#[cfg(test)]
mod tests {
    use serde_json::{Value, json};

    use kidcatch_store::error::Result as StoreResult;

    use super::*;

    /// Every operation fails.
    struct BrokenStore;

    impl GameStore for BrokenStore {
        fn kind(&self) -> &'static str {
            "broken"
        }
        fn insert(&self, _game: NewGame) -> StoreResult<GameId> {
            Err(StoreError::Poisoned)
        }
        fn get(&self, _id: &GameId) -> StoreResult<GameRecord> {
            Err(StoreError::Poisoned)
        }
        fn list_by_user(&self, _user: &UserId) -> StoreResult<Vec<GameRecord>> {
            Err(StoreError::Poisoned)
        }
        fn record_play(&self, _id: &GameId) -> StoreResult<u64> {
            Err(StoreError::Poisoned)
        }
        fn adjust_likes(&self, _id: &GameId, _delta: i64) -> StoreResult<u64> {
            Err(StoreError::Poisoned)
        }
        fn soft_delete(&self, _id: &GameId, _user: &UserId) -> StoreResult<()> {
            Err(StoreError::Poisoned)
        }
    }

    fn app() -> App {
        App::new(
            Arc::new(MemoryStore::new()),
            Guide::offline(),
            "http://kids.test/",
        )
    }

    fn call(app: &App, method: &str, url: &str, body: Value) -> (u16, Value) {
        let body = if body.is_null() {
            String::new()
        } else {
            body.to_string()
        };
        let response = app.handle(method, url, &body);
        (response.status, serde_json::from_str(&response.body).unwrap())
    }

    fn create_body(user: &str) -> Value {
        json!({
            "userId": user,
            "creationSteps": [
                {"id": "object", "question": "q", "answer": "蘋果"},
                {"id": "catcher", "question": "q", "answer": "用籃子接"},
                {"id": "color", "question": "q", "answer": "金色"}
            ]
        })
    }

    fn create(app: &App, user: &str) -> String {
        let (status, body) = call(app, "POST", "/api/games/create", create_body(user));
        assert_eq!(status, 200);
        body["gameId"].as_str().unwrap().to_string()
    }

    #[test]
    fn create_game_persists_and_links() {
        let app = app();
        let (status, body) = call(&app, "POST", "/api/games/create", create_body("u1"));
        assert_eq!(status, 200);
        assert_eq!(body["success"], true);
        let id = body["gameId"].as_str().unwrap();
        assert_eq!(body["shareUrl"], format!("http://kids.test/play/{id}"));
        assert_eq!(body["gameConfig"]["objectType"], "蘋果");
        assert_eq!(body["gameConfig"]["catcherType"], "籃子");
        assert_eq!(body["gameConfig"]["objectColor"], "金色");
        assert_eq!(body["gameConfig"]["gameTitle"], "蘋果接接樂");
        assert!(body["gameEffect"].as_str().unwrap().starts_with("寶貝選擇了用🧺來接🍎！"));
        assert!(body["shareText"].as_str().unwrap().contains("蘋果接接樂"));
        assert!(body.get("isTemporary").is_none());
        assert!(app.store().get(&GameId(id.into())).is_ok());
    }

    #[test]
    fn create_game_validation() {
        let app = app();
        let (status, body) = call(
            &app,
            "POST",
            "/api/games/create",
            json!({"userId": "", "creationSteps": []}),
        );
        assert_eq!(status, 400);
        assert_eq!(body["error"], MSG_MISSING_CREATION);

        let (status, body) = call(
            &app,
            "POST",
            "/api/games/create",
            json!({"userId": "u1", "creationSteps": [{"id": "object", "answer": "蘋果"}]}),
        );
        assert_eq!(status, 400);
        assert_eq!(body["error"], MSG_INCOMPLETE_CREATION);

        let response = app.handle("POST", "/api/games/create", "{oops");
        assert_eq!(response.status, 400);
    }

    #[test]
    fn create_game_accepts_unfamiliar_step_ids() {
        let app = app();
        let (status, body) = call(
            &app,
            "POST",
            "/api/games/create",
            json!({
                "userId": "u1",
                "creationSteps": [
                    {"id": "object", "question": "q", "answer": "星星"},
                    {"id": "catcher", "question": "q", "answer": "網子"},
                    {"id": "music", "question": "q", "answer": "兒歌"}
                ]
            }),
        );
        assert_eq!(status, 200);
        assert_eq!(body["gameConfig"]["objectType"], "星星");
        let id = GameId(body["gameId"].as_str().unwrap().into());
        let record = app.store().get(&id).unwrap();
        assert_eq!(record.creation_steps[2].id, StepId::Unknown);
        assert_eq!(record.creation_steps[2].answer, "兒歌");
    }

    #[test]
    fn create_game_survives_store_failure() {
        let app = App::new(Arc::new(BrokenStore), Guide::offline(), "http://kids.test");
        let (status, body) = call(&app, "POST", "/api/games/create", create_body("u1"));
        assert_eq!(status, 200);
        assert_eq!(body["success"], true);
        assert!(body["gameId"].as_str().unwrap().starts_with("temp_"));
        assert_eq!(body["shareUrl"], "");
        assert_eq!(body["isTemporary"], true);
        assert_eq!(body["error"], MSG_TEMPORARY_GAME);
    }

    #[test]
    fn temporary_game_is_not_kept_by_the_store() {
        let dir = tempfile::tempdir().unwrap();
        let data_dir = dir.path().join("data");
        let config = ServerConfig {
            data_path: Some(data_dir.join("games.json")),
            app_url: "http://kids.test".into(),
            ..ServerConfig::default()
        };
        let app = App::from_config(&config).unwrap();
        std::fs::write(&data_dir, "in the way").unwrap();

        let (status, body) = call(&app, "POST", "/api/games/create", create_body("u1"));
        assert_eq!(status, 200);
        assert_eq!(body["isTemporary"], true);
        let temp_id = body["gameId"].as_str().unwrap().to_string();
        assert!(temp_id.starts_with("temp_"));

        let (status, body) = call(&app, "GET", "/api/games?userId=u1", Value::Null);
        assert_eq!(status, 200);
        assert!(body["games"].as_array().unwrap().is_empty());
        let (status, _) = call(&app, "GET", &format!("/api/games/{temp_id}"), Value::Null);
        assert_eq!(status, 404);

        std::fs::remove_file(&data_dir).unwrap();
        let saved = create(&app, "u2");
        let reopened = JsonFileStore::open(data_dir.join("games.json")).unwrap();
        assert!(reopened.list_by_user(&UserId("u1".into())).unwrap().is_empty());
        assert!(reopened.get(&GameId(saved)).is_ok());
    }

    #[test]
    fn get_game_counts_plays() {
        let app = app();
        let id = create(&app, "u1");
        let url = format!("/api/games/{id}");
        let (status, body) = call(&app, "GET", &url, Value::Null);
        assert_eq!(status, 200);
        assert_eq!(body["game"]["id"], id.as_str());
        assert_eq!(body["game"]["playCount"], 1);
        assert_eq!(body["game"]["creator"]["userId"], "u1");
        assert_eq!(body["game"]["isPublic"], true);
        let (_, body) = call(&app, "GET", &url, Value::Null);
        assert_eq!(body["game"]["playCount"], 2);

        let (status, body) = call(&app, "GET", "/api/games/nope", Value::Null);
        assert_eq!(status, 404);
        assert_eq!(body["error"], MSG_GAME_NOT_FOUND);
        let (status, _) = call(&app, "GET", "/api/games/%20", Value::Null);
        assert_eq!(status, 400);
    }

    #[test]
    fn likes_go_up_and_down_but_not_below_zero() {
        let app = app();
        let id = create(&app, "u1");
        let url = format!("/api/games/{id}");
        let (status, body) = call(&app, "PATCH", &url, json!({"action": "like"}));
        assert_eq!(status, 200);
        assert_eq!(body["message"], "點讚成功");
        assert_eq!(body["newLikes"], 1);
        call(&app, "PATCH", &url, json!({"action": "unlike"}));
        let (_, body) = call(&app, "PATCH", &url, json!({"action": "unlike"}));
        assert_eq!(body["message"], "取消點讚");
        assert_eq!(body["newLikes"], 0);

        let (status, body) = call(&app, "PATCH", &url, json!({"action": "share"}));
        assert_eq!(status, 400);
        assert_eq!(body["error"], MSG_UNSUPPORTED_ACTION);
        let (status, _) = call(&app, "PATCH", "/api/games/nope", json!({"action": "like"}));
        assert_eq!(status, 404);
    }

    #[test]
    fn delete_is_creator_only_and_hides_the_game() {
        let app = app();
        let id = create(&app, "u1");
        let url = format!("/api/games/{id}");

        let (status, body) = call(&app, "DELETE", &url, Value::Null);
        assert_eq!(status, 400);
        assert_eq!(body["error"], MSG_MISSING_PARAMS);

        let (status, body) = call(&app, "DELETE", &url, json!({"userId": "u2"}));
        assert_eq!(status, 403);
        assert_eq!(body["error"], MSG_CREATOR_ONLY);

        let (status, body) = call(&app, "DELETE", &url, json!({"userId": "u1"}));
        assert_eq!(status, 200);
        assert_eq!(body["message"], MSG_DELETED);

        let (status, _) = call(&app, "GET", &url, Value::Null);
        assert_eq!(status, 404);
        let (status, _) = call(&app, "DELETE", &url, json!({"userId": "u1"}));
        assert_eq!(status, 404);
    }

    #[test]
    fn list_games_per_user() {
        let app = app();
        create(&app, "u1");
        create(&app, "u1");
        create(&app, "u2");
        let (status, body) = call(&app, "GET", "/api/games?userId=u1", Value::Null);
        assert_eq!(status, 200);
        assert_eq!(body["games"].as_array().unwrap().len(), 2);

        let (status, body) = call(&app, "GET", "/api/games", Value::Null);
        assert_eq!(status, 400);
        assert_eq!(body["error"], MSG_USER_REQUIRED);

        let broken = App::new(Arc::new(BrokenStore), Guide::offline(), "");
        let (status, body) = call(&broken, "GET", "/api/games?userId=u1", Value::Null);
        assert_eq!(status, 500);
        assert_eq!(body["error"], MSG_LIST_FAILED);
    }

    #[test]
    fn broken_store_reads_are_500s() {
        let app = App::new(Arc::new(BrokenStore), Guide::offline(), "");
        let (status, body) = call(&app, "GET", "/api/games/x", Value::Null);
        assert_eq!(status, 500);
        assert_eq!(body["error"], MSG_GET_FAILED);
    }

    #[test]
    fn guide_endpoint() {
        let app = app();
        let (status, body) = call(
            &app,
            "POST",
            "/api/guide",
            json!({
                "currentStep": "catcher",
                "previousAnswers": [
                    {"id": "object", "question": "q", "answer": "恐龍"},
                    {"id": "catcher", "question": "q", "answer": "籃子"}
                ],
                "childAnswer": "籃子"
            }),
        );
        assert_eq!(status, 200);
        assert_eq!(body["nextStep"], "color");
        assert_eq!(body["isAiGenerated"], false);
        assert!(body["gameEffect"].as_str().unwrap().contains("🦕"));

        let (_, body) = call(&app, "POST", "/api/guide", json!({"currentStep": "???"}));
        assert_eq!(body["nextStep"], "object");
        assert!(body.get("gameEffect").is_none());
    }

    #[test]
    fn preview_fills_defaults() {
        let app = app();
        let (status, body) = call(&app, "POST", "/api/preview", Value::Null);
        assert_eq!(status, 200);
        assert_eq!(body["gameConfig"]["objectType"], "蘋果");
        assert_eq!(body["gameConfig"]["catcherType"], "籃子");
        assert_eq!(body["gameConfig"]["gameTitle"], "接東西遊戲");
        assert_eq!(body["gameConfig"]["difficulty"], "medium");
        assert_eq!(body["object"]["visual"], "🍎");
        assert_eq!(body["params"]["pointsPerCatch"], 10);
        assert_eq!(
            body["startBanner"],
            "遊戲開始！\n用🧺接住所有🍎\n滑鼠或鍵盤控制移動"
        );
    }

    #[test]
    fn preview_from_query() {
        let app = app();
        let config = json!({
            "objectType": "星星",
            "catcherType": "網子",
            "objectColor": "金色",
            "difficulty": "hard",
            "gameTitle": "t"
        })
        .to_string();
        let url = format!("/api/preview?config={}", urlencoding::encode(&config));
        let (status, body) = call(&app, "GET", &url, Value::Null);
        assert_eq!(status, 200);
        assert_eq!(body["gameConfig"]["difficulty"], "hard");
        assert_eq!(body["params"]["pointsPerCatch"], 30);
        assert_eq!(body["params"]["catchRadius"], 80.0);
        assert_eq!(body["color"]["scoreFactor"], 2);

        let (status, _) = call(&app, "GET", "/api/preview?config=%7Bnope", Value::Null);
        assert_eq!(status, 400);
    }

    #[test]
    fn status_and_unknown_routes() {
        let app = app();
        let (status, body) = call(&app, "GET", "/api/status", Value::Null);
        assert_eq!(status, 200);
        assert_eq!(body["enrichment"], "no-key");
        assert_eq!(body["model"], "static");
        assert_eq!(body["store"], "memory");

        let (status, body) = call(&app, "GET", "/api/nope", Value::Null);
        assert_eq!(status, 404);
        assert_eq!(body["success"], false);
        let (status, _) = call(&app, "PUT", "/api/status", Value::Null);
        assert_eq!(status, 405);
    }
}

· · ·

Give back the opening line of the records above and every line after it, up to and including the one with "fn call(app: &App, method: &str, url: &str, body: Value)", unchanged.

SOLVED PROBLEM →
#[cfg(test)]
mod tests {
    use serde_json::{Value, json};

    use kidcatch_store::error::Result as StoreResult;

    use super::*;

    /// Every operation fails.
    struct BrokenStore;

    impl GameStore for BrokenStore {
        fn kind(&self) -> &'static str {
            "broken"
        }
        fn insert(&self, _game: NewGame) -> StoreResult<GameId> {
            Err(StoreError::Poisoned)
        }
        fn get(&self, _id: &GameId) -> StoreResult<GameRecord> {
            Err(StoreError::Poisoned)
        }
        fn list_by_user(&self, _user: &UserId) -> StoreResult<Vec<GameRecord>> {
            Err(StoreError::Poisoned)
        }
        fn record_play(&self, _id: &GameId) -> StoreResult<u64> {
            Err(StoreError::Poisoned)
        }
        fn adjust_likes(&self, _id: &GameId, _delta: i64) -> StoreResult<u64> {
            Err(StoreError::Poisoned)
        }
        fn soft_delete(&self, _id: &GameId, _user: &UserId) -> StoreResult<()> {
            Err(StoreError::Poisoned)
        }
    }

    fn app() -> App {
        App::new(
            Arc::new(MemoryStore::new()),
            Guide::offline(),
            "http://kids.test/",
        )
    }

    fn call(app: &App, method: &str, url: &str, body: Value) -> (u16, Value) {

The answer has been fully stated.